Adriano Peixoto

Relações de Trabalho

Adriano de Lemos Alves Peixoto é PHD, administrador e psicólogo, mestre em Administração pela UFBA e Doutor em Psicologia pelo Instituto de Psicologia do Trabalho da Universidade de Sheffiel (Inglaterra). Atualmente é pesquisador de pós-doutorado associado ao Instituto de Psicologia da UFBA e escreve para o Política Livre às quintas-feiras.

Não são 20 Centavos (ou a revolta dos sem-bolsa)

Como vários analistas dizem que não conseguem compreender o movimento que tomou conta das ruas nos últimos dias, nesta minha coluna de quinta pretendo dar minha contribuição ao tema oferecendo meu ponto de vista para a situação atual.
Tudo começou como uma ação da esquerda radical na esteira da antecipação do processo eleitoral de 2014 que busca se manter viva patrocinando causas normalmente irrealistas, mas de forte apelo social.
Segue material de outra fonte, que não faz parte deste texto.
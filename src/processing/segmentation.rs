use regex::Regex;
use tracing::debug;

use super::types::Clause;

/// Minimum length (in characters, after trimming) for a segment to count as
/// a clause. Shorter fragments are list markers, page furniture, or headings.
pub const MIN_CLAUSE_LEN: usize = 20;

/// Splits extracted contract text into an ordered sequence of clauses.
///
/// Boundaries are structural markers: numbered-list markers ("\n1.", "\n1)"),
/// bullet markers ("\n•", "\n-") and blank-line paragraph breaks. Any one
/// marker triggers a boundary. Segments are trimmed and segments shorter than
/// [`MIN_CLAUSE_LEN`] are dropped.
///
/// Segmentation is total: any input produces zero or more clauses, in
/// document order, and never fails. An input with no markers yields the whole
/// text as a single clause if it meets the length threshold.
pub fn segment_clauses(text: &str) -> Vec<Clause> {
    let boundary = Regex::new(r"\n\d+\.|\n\d+\)|\n•|\n-|\n\n").unwrap();

    let clauses: Vec<Clause> = boundary
        .split(text)
        .map(str::trim)
        .filter(|segment| segment.chars().count() >= MIN_CLAUSE_LEN)
        .enumerate()
        .map(|(index, segment)| Clause {
            index,
            text: segment.to_string(),
        })
        .collect();

    debug!(count = clauses.len(), "Segmented text into clauses");
    clauses
}
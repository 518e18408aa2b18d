use std::path::Path;

use tracing::debug;

use super::ReportError;

/// A parsed line of the final summary narrative
#[derive(Debug, Clone, PartialEq, Eq)]
pub enum NarrativeBlock {
    /// Section heading (bold markers stripped)
    Heading(String),
    /// Indented bullet item (marker stripped)
    Bullet(String),
    /// Body paragraph
    Paragraph(String),
}

/// Splits the final summary into renderable narrative blocks.
///
/// A line starting with a bold marker or containing a colon becomes a
/// heading; a line starting with a bullet marker becomes a bullet item; any
/// other non-blank line is a body paragraph. Blank lines are discarded.
pub fn parse_narrative(summary: &str) -> Vec<NarrativeBlock> {
    let mut blocks = Vec::new();

    for raw in summary.lines() {
        let line = raw.trim();
        if line.is_empty() {
            continue;
        }

        if line.starts_with("**") || line.contains(':') {
            blocks.push(NarrativeBlock::Heading(line.replace("**", "")));
        } else if let Some(item) = strip_bullet(line) {
            blocks.push(NarrativeBlock::Bullet(item.to_string()));
        } else {
            blocks.push(NarrativeBlock::Paragraph(line.to_string()));
        }
    }

    blocks
}

fn strip_bullet(line: &str) -> Option<&str> {
    line.strip_prefix('-')
        .or_else(|| line.strip_prefix('•'))
        .map(str::trim)
}

/// A chart ready to be embedded in the report document
#[derive(Debug, Clone)]
pub struct EmbeddedChart {
    /// Section title shown above the chart
    pub title: String,
    /// The SVG markup of the rendered chart
    pub svg: String,
}

/// Renders the report document: the narrative blocks followed by the charts,
/// in the order given, as one self-contained paginated HTML file.
pub fn render_report(
    summary_text: &str,
    charts: &[EmbeddedChart],
    out_path: &Path,
) -> Result<(), ReportError> {
    let blocks = parse_narrative(summary_text);

    let mut body = String::new();
    let mut in_list = false;
    for block in &blocks {
        if in_list && !matches!(block, NarrativeBlock::Bullet(_)) {
            body.push_str("    </ul>\n");
            in_list = false;
        }
        match block {
            NarrativeBlock::Bullet(item) => {
                if !in_list {
                    body.push_str("    <ul>\n");
                    in_list = true;
                }
                body.push_str(&format!("      <li>{}</li>\n", escape_html(item)));
            }
            NarrativeBlock::Heading(text) => {
                body.push_str(&format!("    <h2>{}</h2>\n", escape_html(text)));
            }
            NarrativeBlock::Paragraph(text) => {
                body.push_str(&format!("    <p>{}</p>\n", escape_html(text)));
            }
        }
    }
    if in_list {
        body.push_str("    </ul>\n");
    }

    for chart in charts {
        body.push_str(&format!(
            "    <section class=\"chart\">\n      <h2>{}</h2>\n      {}\n    </section>\n",
            escape_html(&chart.title),
            chart.svg
        ));
    }

    let document = format!(
        r#"<!DOCTYPE html>
<html>
  <head>
    <meta charset="utf-8">
    <title>Comprehensive Contract Analysis Report</title>
    <style>
      body {{ font-family: Georgia, "Times New Roman", serif; max-width: 52rem; margin: 2rem auto; line-height: 1.5; }}
      h1 {{ font-size: 1.6rem; border-bottom: 2px solid #333; padding-bottom: 0.4rem; }}
      h2 {{ font-size: 1.15rem; margin-top: 1.4rem; }}
      ul {{ margin: 0.3rem 0 0.8rem 1.5rem; }}
      section.chart {{ page-break-inside: avoid; margin-top: 1.5rem; }}
      section.chart svg {{ max-width: 100%; height: auto; }}
      @media print {{ section.chart {{ break-inside: avoid; }} }}
    </style>
  </head>
  <body>
    <h1>Comprehensive Contract Analysis Report</h1>
{}  </body>
</html>
"#,
        body
    );

    std::fs::write(out_path, document)?;
    debug!(
        blocks = blocks.len(),
        charts = charts.len(),
        "Rendered report to {}",
        out_path.display()
    );
    Ok(())
}

fn escape_html(text: &str) -> String {
    text.replace('&', "&amp;")
        .replace('<', "&lt;")
        .replace('>', "&gt;")
        .replace('"', "&quot;")
}
//! Clause classification and risk tiering.
//!
//! A [`ClauseClassifier`] sends each clause to the external classification
//! capability, resolves the predicted label id through the label codec, and
//! maps it onto a risk tier via the versioned tier table. Per-clause failures
//! degrade to the `UNKNOWN` label and the default tier so a flaky service
//! never costs the whole document.

mod labels;
mod provider;
mod tiers;

pub use labels::{ClauseLabel, LabelCodec, LabelCodecError};
pub use provider::{ClassifierConfig, ClassifierProvider, ClassifyError, HttpClassifier};
pub use tiers::{RiskTier, TierTable, TierTableError};

use std::path::Path;
use std::sync::Arc;

use serde::{Deserialize, Serialize};
use tokio::sync::Semaphore;
use tracing::{debug, warn};

use crate::processing::Clause;

/// Label name recorded when classification is unavailable for a clause
pub const UNKNOWN_LABEL: &str = "UNKNOWN";

/// A clause together with its predicted label and resolved risk tier.
///
/// Never mutated after creation. `predicted_label_id` is absent when the
/// classification capability was unavailable for this clause.
#[derive(Debug, Clone, PartialEq, Serialize, Deserialize)]
pub struct ClassifiedClause {
    /// Integer label id predicted by the model
    pub predicted_label_id: Option<u32>,
    /// Human-readable label name resolved through the codec
    pub predicted_label_name: String,
    /// Risk tier resolved through the tier table
    pub tier: RiskTier,
    /// The clause text itself
    pub clause_text: String,
}

impl ClassifiedClause {
    /// Number of whitespace-separated words in the clause
    pub fn word_count(&self) -> usize {
        self.clause_text.split_whitespace().count()
    }
}

/// Classifies clauses against the external model and resolves risk tiers.
pub struct ClauseClassifier {
    provider: Arc<dyn ClassifierProvider>,
    codec: LabelCodec,
    tiers: TierTable,
    fan_out: usize,
}

impl ClauseClassifier {
    /// Create a classifier over the given provider and tier table.
    ///
    /// `fan_out` bounds the number of concurrent classification calls.
    pub fn new(provider: Arc<dyn ClassifierProvider>, tiers: TierTable, fan_out: usize) -> Self {
        Self {
            provider,
            codec: LabelCodec::new(),
            tiers,
            fan_out: fan_out.max(1),
        }
    }

    /// The label codec used to resolve predicted ids
    pub fn codec(&self) -> &LabelCodec {
        &self.codec
    }

    /// Classify a single clause.
    ///
    /// Never fails: if the classification capability is unavailable the
    /// clause is tiered as unknown so partial results stay useful.
    pub async fn classify_clause(&self, clause: &Clause) -> ClassifiedClause {
        let outcome = match self.provider.classify(&clause.text).await {
            Ok(id) => Some(id),
            Err(e) => {
                warn!(
                    clause = clause.index,
                    error = %e,
                    "Classification unavailable, tiering clause as unknown"
                );
                None
            }
        };
        self.resolve(clause, outcome)
    }

    /// Classify a sequence of clauses with bounded concurrency.
    ///
    /// Output order equals input (document) order. Failure of one clause
    /// never blocks or aborts the others.
    pub async fn classify_clauses(&self, clauses: &[Clause]) -> Vec<ClassifiedClause> {
        let semaphore = Arc::new(Semaphore::new(self.fan_out));
        let mut tasks = Vec::with_capacity(clauses.len());

        for clause in clauses {
            let provider = Arc::clone(&self.provider);
            let semaphore = Arc::clone(&semaphore);
            let text = clause.text.clone();

            tasks.push(tokio::spawn(async move {
                let _permit = semaphore.acquire_owned().await.ok();
                provider.classify(&text).await
            }));
        }

        let mut classified = Vec::with_capacity(clauses.len());
        for (clause, task) in clauses.iter().zip(tasks) {
            let outcome = match task.await {
                Ok(Ok(id)) => Some(id),
                Ok(Err(e)) => {
                    warn!(
                        clause = clause.index,
                        error = %e,
                        "Classification unavailable, tiering clause as unknown"
                    );
                    None
                }
                Err(e) => {
                    warn!(clause = clause.index, error = %e, "Classification task failed");
                    None
                }
            };
            classified.push(self.resolve(clause, outcome));
        }

        debug!(count = classified.len(), "Classified clauses");
        classified
    }

    fn resolve(&self, clause: &Clause, label_id: Option<u32>) -> ClassifiedClause {
        match label_id {
            Some(id) => {
                let name = self
                    .codec
                    .decode(id)
                    .map(str::to_string)
                    .unwrap_or_else(|_| UNKNOWN_LABEL.to_string());
                ClassifiedClause {
                    predicted_label_id: Some(id),
                    predicted_label_name: name,
                    tier: self.tiers.tier_for_id(&self.codec, id),
                    clause_text: clause.text.clone(),
                }
            }
            None => ClassifiedClause {
                predicted_label_id: None,
                predicted_label_name: UNKNOWN_LABEL.to_string(),
                tier: self.tiers.default_tier,
                clause_text: clause.text.clone(),
            },
        }
    }
}

/// Writes the classified clause table as CSV, in document order.
///
/// Columns: `predicted_label_id,predicted_label_name,tier,clause_text`.
pub fn write_clause_table(path: &Path, clauses: &[ClassifiedClause]) -> Result<(), ClassifyError> {
    let mut writer =
        csv::Writer::from_path(path).map_err(|e| ClassifyError::Export(e.to_string()))?;

    for clause in clauses {
        writer
            .serialize(clause)
            .map_err(|e| ClassifyError::Export(e.to_string()))?;
    }
    writer
        .flush()
        .map_err(|e| ClassifyError::Export(e.to_string()))?;
    Ok(())
}
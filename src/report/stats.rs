use std::collections::BTreeMap;

use serde::Serialize;

use crate::classify::ClassifiedClause;

/// Binary review-need split over the clause collection.
///
/// Tiers 1-2 require expert review; tiers 3-5 are low risk.
#[derive(Debug, Clone, Copy, Default, PartialEq, Eq, Serialize)]
pub struct ReviewSplit {
    /// Clauses in tiers 1-2
    pub requires_review: usize,
    /// Clauses in tiers 3-5
    pub low_risk: usize,
}

/// Descriptive statistics derived from one classified clause collection.
///
/// All five distributions are computed in a single pass over the same
/// collection the report narrative is built from, so the charts and the
/// narrative can never disagree about the underlying data.
#[derive(Debug, Clone, Serialize)]
pub struct ReportStatistics {
    /// Total number of classified clauses
    pub total_clauses: usize,
    /// Clause count per tier (keyed by numeric tier)
    pub tier_counts: BTreeMap<u8, usize>,
    /// Clause count per predicted label
    pub label_counts: BTreeMap<String, usize>,
    /// Label × tier contingency table
    pub contingency: BTreeMap<String, BTreeMap<u8, usize>>,
    /// Words per clause, in document order
    pub clause_word_counts: Vec<usize>,
    /// Binary review-need split
    pub review_split: ReviewSplit,
}

impl ReportStatistics {
    /// Compute statistics over a clause collection.
    ///
    /// An empty collection produces empty (not erroring) statistics.
    pub fn from_clauses(clauses: &[ClassifiedClause]) -> Self {
        let mut tier_counts: BTreeMap<u8, usize> = BTreeMap::new();
        let mut label_counts: BTreeMap<String, usize> = BTreeMap::new();
        let mut contingency: BTreeMap<String, BTreeMap<u8, usize>> = BTreeMap::new();
        let mut clause_word_counts = Vec::with_capacity(clauses.len());
        let mut review_split = ReviewSplit::default();

        for clause in clauses {
            let tier = clause.tier.as_u8();
            *tier_counts.entry(tier).or_default() += 1;
            *label_counts
                .entry(clause.predicted_label_name.clone())
                .or_default() += 1;
            *contingency
                .entry(clause.predicted_label_name.clone())
                .or_default()
                .entry(tier)
                .or_default() += 1;
            clause_word_counts.push(clause.word_count());

            if clause.tier.requires_review() {
                review_split.requires_review += 1;
            } else {
                review_split.low_risk += 1;
            }
        }

        Self {
            total_clauses: clauses.len(),
            tier_counts,
            label_counts,
            contingency,
            clause_word_counts,
            review_split,
        }
    }

    /// Whether the statistics cover no clauses at all
    pub fn is_empty(&self) -> bool {
        self.total_clauses == 0
    }

    /// Tiers present in the collection with their counts, ascending by tier
    pub fn tiers_ascending(&self) -> Vec<(u8, usize)> {
        self.tier_counts.iter().map(|(t, c)| (*t, *c)).collect()
    }

    /// Labels with their counts, descending by count (ties broken by name so
    /// the ordering is deterministic)
    pub fn labels_by_frequency(&self) -> Vec<(&str, usize)> {
        let mut labels: Vec<(&str, usize)> = self
            .label_counts
            .iter()
            .map(|(name, count)| (name.as_str(), *count))
            .collect();
        labels.sort_by(|a, b| b.1.cmp(&a.1).then(a.0.cmp(b.0)));
        labels
    }
}

#[cfg(test)]
mod tests {
    use super::*;
    use crate::classify::RiskTier;

    fn clause(label: &str, tier: RiskTier, text: &str) -> ClassifiedClause {
        ClassifiedClause {
            predicted_label_id: Some(0),
            predicted_label_name: label.to_string(),
            tier,
            clause_text: text.to_string(),
        }
    }

    fn sample() -> Vec<ClassifiedClause> {
        vec![
            clause("Termination For Convenience", RiskTier::Tier1, "either party may terminate"),
            clause("Payment Terms", RiskTier::Tier2, "payment is due within thirty days"),
            clause("Payment Terms", RiskTier::Tier2, "late payments accrue interest"),
            clause("Governing Law", RiskTier::Tier5, "delaware law governs"),
        ]
    }

    #[test]
    fn tier_histogram_sums_to_total() {
        let stats = ReportStatistics::from_clauses(&sample());
        assert_eq!(stats.total_clauses, 4);
        assert_eq!(stats.tier_counts.values().sum::<usize>(), 4);
    }

    #[test]
    fn contingency_row_and_column_sums_match_histograms() {
        let stats = ReportStatistics::from_clauses(&sample());

        for (label, row) in &stats.contingency {
            assert_eq!(row.values().sum::<usize>(), stats.label_counts[label]);
        }

        for (tier, count) in &stats.tier_counts {
            let column_sum: usize = stats
                .contingency
                .values()
                .filter_map(|row| row.get(tier))
                .sum();
            assert_eq!(column_sum, *count);
        }
    }

    #[test]
    fn review_split_covers_all_clauses() {
        let stats = ReportStatistics::from_clauses(&sample());
        assert_eq!(stats.review_split.requires_review, 3);
        assert_eq!(stats.review_split.low_risk, 1);
        assert_eq!(
            stats.review_split.requires_review + stats.review_split.low_risk,
            stats.total_clauses
        );
    }

    #[test]
    fn labels_sorted_by_descending_frequency() {
        let stats = ReportStatistics::from_clauses(&sample());
        let labels = stats.labels_by_frequency();
        assert_eq!(labels[0], ("Payment Terms", 2));
        for pair in labels.windows(2) {
            assert!(pair[0].1 >= pair[1].1);
        }
    }

    #[test]
    fn recomputation_is_identical() {
        let clauses = sample();
        let a = ReportStatistics::from_clauses(&clauses);
        let b = ReportStatistics::from_clauses(&clauses);
        assert_eq!(a.tier_counts, b.tier_counts);
        assert_eq!(a.label_counts, b.label_counts);
        assert_eq!(a.contingency, b.contingency);
        assert_eq!(a.clause_word_counts, b.clause_word_counts);
        assert_eq!(a.review_split, b.review_split);
    }

    #[test]
    fn empty_collection_yields_empty_statistics() {
        let stats = ReportStatistics::from_clauses(&[]);
        assert!(stats.is_empty());
        assert!(stats.tier_counts.is_empty());
        assert!(stats.label_counts.is_empty());
        assert!(stats.clause_word_counts.is_empty());
    }
}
Entretanto, o que era para ser mais uma manifestação fadada às notas de rodapé dos jornais tomou corpo próprio e rapidamente varreu o país em uma onda de protestos como há muito tempo não se vê. Sem saber e sem querer, o movimento passe livre foi a gota que transbordou o copo da insatisfação da classe média, um ator político importante, mas que não se sente representado pelos partidos e movimentos sociais e cujos interesses têm sido sistematicamente alijados, quando não abertamente hostilizados, dentro do processo político atual.

A origem “média” das reinvindicações pode ser claramente percebida a partir dos temas e palavras de ordem que estão longe de espelhar anseios típicos das camadas ditas populares, para desilusão de muitos. Os manifestantes gritam contra a corrupção, contra a PEC 37 (que limita o poder de investigação do Ministério Público), contra a impunidade, contra o caos urbano e violência que tomam conta de nossas cidades, contra o mau uso do dinheiro público, contra a péssima qualidade da educação, contra a precariedade da saúde e pelo péssimo transporte público. Esta origem em setores médios intelectualizados pode ser observada também nas manifestações de solidariedade que pipocaram em dezenas de cidades pelo mundo a fora promovidas por estudantes de intercâmbio (protesto sem fronteiras, uma alusão clara ao programa de intercâmbio do governo federal).

A impressão que tenho é que a tentativa de construção de um projeto político popular se deu apoiado na chantagem política sobre a classe média, que vem sendo diariamente pintada como privilegiada e insensível ao sofrimento dos mais pobres. É claro que esse discurso só “pegou” em função das reais dificuldades vividas por parte expressiva de nossa população e por anos de profunda desigualdade social que precisam ser superadas. Assim, a retórica política hoje dominante fez da culpa categoria política ao mesmo tempo em que anunciou (com base em rios de dinheiro de propaganda) a construção de um Brasil novo.

Não restam dúvidas de que avançamos muito nos últimos anos, mas o problema é que o tal país prometido não foi entregue e a propaganda não encontrou suporte na realidade. Onde está a Saúde de primeiro mundo anunciada tempos atrás? Onde está a solução do problema da seca do Nordeste que se arrasta desde o império? Onde está o combate à corrupção e à ineficiência, onde está a reforma política? O pessoal do mensalão depois de condenados por uma corte majoritariamente indicada pelo partido de situação, ainda pode ser absolvido? Mas por que você está fazendo este tipo de pergunta? Não vê que estamos transformando o país? Isso é ódio de classe!….e por ai vai.

Neste contexto, a Copa das Confederações, pensado como marco de um novo país, tornou a distância entre o discurso e a realidade grande demais para ser recalcada. O discurso da pátria de chuteiras e a realidade do aeroporto que jorra água pelas tomadas não combinam com a refundação da pátria brasileira. O contraste entre a Fonte Nova e o metrô inacabado é demais para ser tolerado. O estímulo às indústrias automobilísticas e o caos no trânsito nos dizem que alguma coisa está profundamente errada. A inversão das prioridades sociais não se sustenta. A propaganda não nos convence e não aceitamos mais a chantagem política travestida de reforma social.

As manifestações GRITAM que não é por 20 centavos. É mais do que isso. Assim, reduzir o preço da tarifa é apenas a parte visível da insatisfação que move os manifestantes. O problema é que nossos governantes não escutam as vozes que vêm da rua. Onde eles estão? Onde se escondem?